4-Phase Separator 22, Real Time Data Acquisition and Flare System

A 4-Phase Separator 22 (water, oil, gas, solids i.e. drill cuttings), Real Time Data Acquisition and Flare System enable drilling ahead safely while producing. In one embodiment, these components enable a production of up to 100 MMCFPD+40,000 bbls fluid per day. A 4-phase separator 22 is described in U.S. Pat. No. 7,654,319 to Chitty et al. issued Feb. 2, 2010, which is incorporated by reference in its entirety. As appreciated by one skilled in the art, any capacity of 4-phase separation could be used based on the wellbore flow characteristics.

The 4-phase separator 22 in one example comprises at least a pressure tank, a flow line, a check valve, a flare stack 26, an electrical generator, a glycol heater, an injection pump and a rotating blowout preventer 16, as well as other safety devices such as level and pressure controls.

Tankage Available at the Surface to Handle High Rates of Fluid Production During Drilling

Frac tanks are cascaded together to contain produced fluid 36.

Well Completion

In one embodiment, the well is a barefoot completion, i.e. no casing or liner is set across the reservoir formation, thereby allowing produced hydrocarbon fluids to flow directly into the wellbore.

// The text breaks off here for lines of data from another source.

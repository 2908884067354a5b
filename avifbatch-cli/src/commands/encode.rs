//! Implementation of the 'encode' subcommand.
//!
//! This module gathers the file pairs (from a manifest or by discovery),
//! layers the configuration, hands both to avifbatch-core and prints the
//! batch report.

use crate::cli::EncodeArgs;
use crate::config::build_encode_config;
use crate::error::CliResult;
use crate::terminal;

use avifbatch_core::config::EncodeMode;
use avifbatch_core::external::{CommandSpawner, EncoderSpawner, FileSystem, StdFileSystem};
use avifbatch_core::{
    BatchReport, CoreError, EncodeConfig, FilePair, discover_file_pairs, format_bytes,
    load_manifest, process_batch,
};

use log::{Level, debug, info, warn};

/// Collects the file pairs for this run.
///
/// An input directory without any supported images is not an error; the
/// batch simply has nothing to do.
pub fn collect_file_pairs(args: &EncodeArgs) -> CliResult<Vec<FilePair>> {
    if let Some(manifest) = &args.manifest {
        return load_manifest(manifest);
    }

    let input_path = args.input_path.as_deref().ok_or_else(|| {
        CoreError::OperationFailed("Either --input or --manifest is required".to_string())
    })?;
    let output_dir = args.output_dir.as_deref().ok_or_else(|| {
        CoreError::OperationFailed("--output is required with --input".to_string())
    })?;

    match discover_file_pairs(input_path, output_dir, args.recursive) {
        Ok(pairs) => Ok(pairs),
        Err(CoreError::NoFilesFound) => {
            terminal::print_warning(&format!(
                "No supported images found in '{}'",
                input_path.display()
            ));
            Ok(Vec::new())
        }
        Err(e) => Err(e),
    }
}

/// Runs the `encode` subcommand with the real encoder and filesystem.
///
/// On an aborted batch the partial report is still printed before the error
/// is returned.
pub fn run_encode(args: &EncodeArgs) -> CliResult<BatchReport> {
    let config = build_encode_config(args)?;
    let pairs = collect_file_pairs(args)?;
    encode_pairs(&CommandSpawner, &StdFileSystem, &config, &pairs, args.json)
}

/// Runs a batch over `pairs` and prints its report.
pub fn encode_pairs<S: EncoderSpawner, F: FileSystem>(
    spawner: &S,
    fs: &F,
    config: &EncodeConfig,
    pairs: &[FilePair],
    json: bool,
) -> CliResult<BatchReport> {
    print_settings(config, pairs.len());

    match process_batch(spawner, fs, config, pairs) {
        Ok(report) => {
            print_report(&report, json)?;
            if report.files_processed > 0 {
                terminal::print_success(&format!(
                    "Converted {} file(s)",
                    report.files_processed
                ));
            }
            Ok(report)
        }
        Err(aborted) => {
            print_report(&aborted.report, json)?;
            Err(aborted.error)
        }
    }
}

fn print_settings(config: &EncodeConfig, file_count: usize) {
    terminal::print_section("AVIF conversion");
    terminal::print_status("Encoder", &config.encoder_name());
    match config.mode {
        EncodeMode::Standard => {
            let unset = || "encoder default".to_string();
            terminal::print_status(
                "Quality",
                &config.quality.map_or_else(unset, |q| q.to_string()),
            );
            terminal::print_status(
                "Speed",
                &config.speed.map_or_else(unset, |s| s.to_string()),
            );
        }
        EncodeMode::LosslessFast => terminal::print_status("Mode", "lossless (fast)"),
    }
    terminal::print_status(
        "Larger outputs",
        if config.delete_larger { "delete" } else { "keep" },
    );
    if config.delete_larger_than_reference {
        terminal::print_status("Reference", &format!(".{}", config.reference_extension));
    }
    terminal::print_status("Files", &file_count.to_string());
    debug!("Accounting policy: {:?}", config.accounting);
    info!("");
}

fn print_report(report: &BatchReport, json: bool) -> CliResult<()> {
    if json {
        println!("{}", serde_json::to_string_pretty(report)?);
        return Ok(());
    }

    terminal::print_section("Operation statistics");
    for (level, line) in leveled_summary(report) {
        match level {
            Level::Warn => warn!("  {line}"),
            _ => terminal::print_line(&line),
        }
    }
    terminal::print_status("Source total", &format_bytes(report.source_bytes));
    terminal::print_status("Kept total", &format_bytes(report.dest_bytes));
    if report.reference_bytes > 0 {
        terminal::print_status("Reference", &format_bytes(report.reference_bytes));
    }
    Ok(())
}

/// Summary lines paired with the level they are logged at. Oversized
/// outputs that were kept are a warning.
fn leveled_summary(report: &BatchReport) -> Vec<(Level, String)> {
    let warning = report
        .oversized_notice()
        .filter(|_| !report.delete_larger);
    report
        .summary_lines()
        .into_iter()
        .map(|line| {
            let level = if warning.as_ref() == Some(&line) {
                Level::Warn
            } else {
                Level::Info
            };
            (level, line)
        })
        .collect()
}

In another embodiment, the well is completed using any technique known to those skilled in the art, to include a slotted liner, a pre-holed liner, a pre-cut liner and a pre-drilled liner.

Although the disclosed invention has been discussed as part of an effort to extract oil and/or gas, it could be used to mine any kind of hydrocarbon. Although the disclosed invention discussed using N2 gas, any gas known to a person skilled in the art could be used. As will be appreciated, it would be possible to provide for some features of the inventions without providing others.

Underbalanced Drilling Operations

Several aspects of underbalanced drilling operations as used in the method and system of the disclosure differ from conventional (i.e. overbalanced) drilling. The following specific UBD operations are described in detail: a) well control; b) making a connection; c) tripping in and out of the hole using a DDV; d) rate of penetration; e) stuck pipe and loss of circulation; and f) mud logging and open hole well logging.

a) Well Control (Kick and Blowouts)

Operations regarding well control comprise: allowing the well to flow (“influx”) into wellbore and to surface; safely controlling the pressure and flow using special UBD equipment (RCD, UBD choke and 4-phase separator; and modeling and monitoring circulating ECD downhole and keeping pressures below reservoir pressure at all times. Furthermore, operations involving well control should not comprise: closing pipe rams or annular preventer; evacuating personnel from location when gas is flaring (normal operation); “killing” the well using higher mud weight drill fluid; and reverting to well control by circulating through rig choke manifold until flow stops and well is “dead.”

b) Making a Connection

Operations involving making a connection comprise: bypassing nitrogen injection into well through standpipe & divert gas to reserve pit; continue pumping drilling fluid to displace nitrogen below top drill float (“check valve”) in drill pipe; stop rig pumps and make connection as usual; resume rig pumps and turn nitrogen back to standpipe.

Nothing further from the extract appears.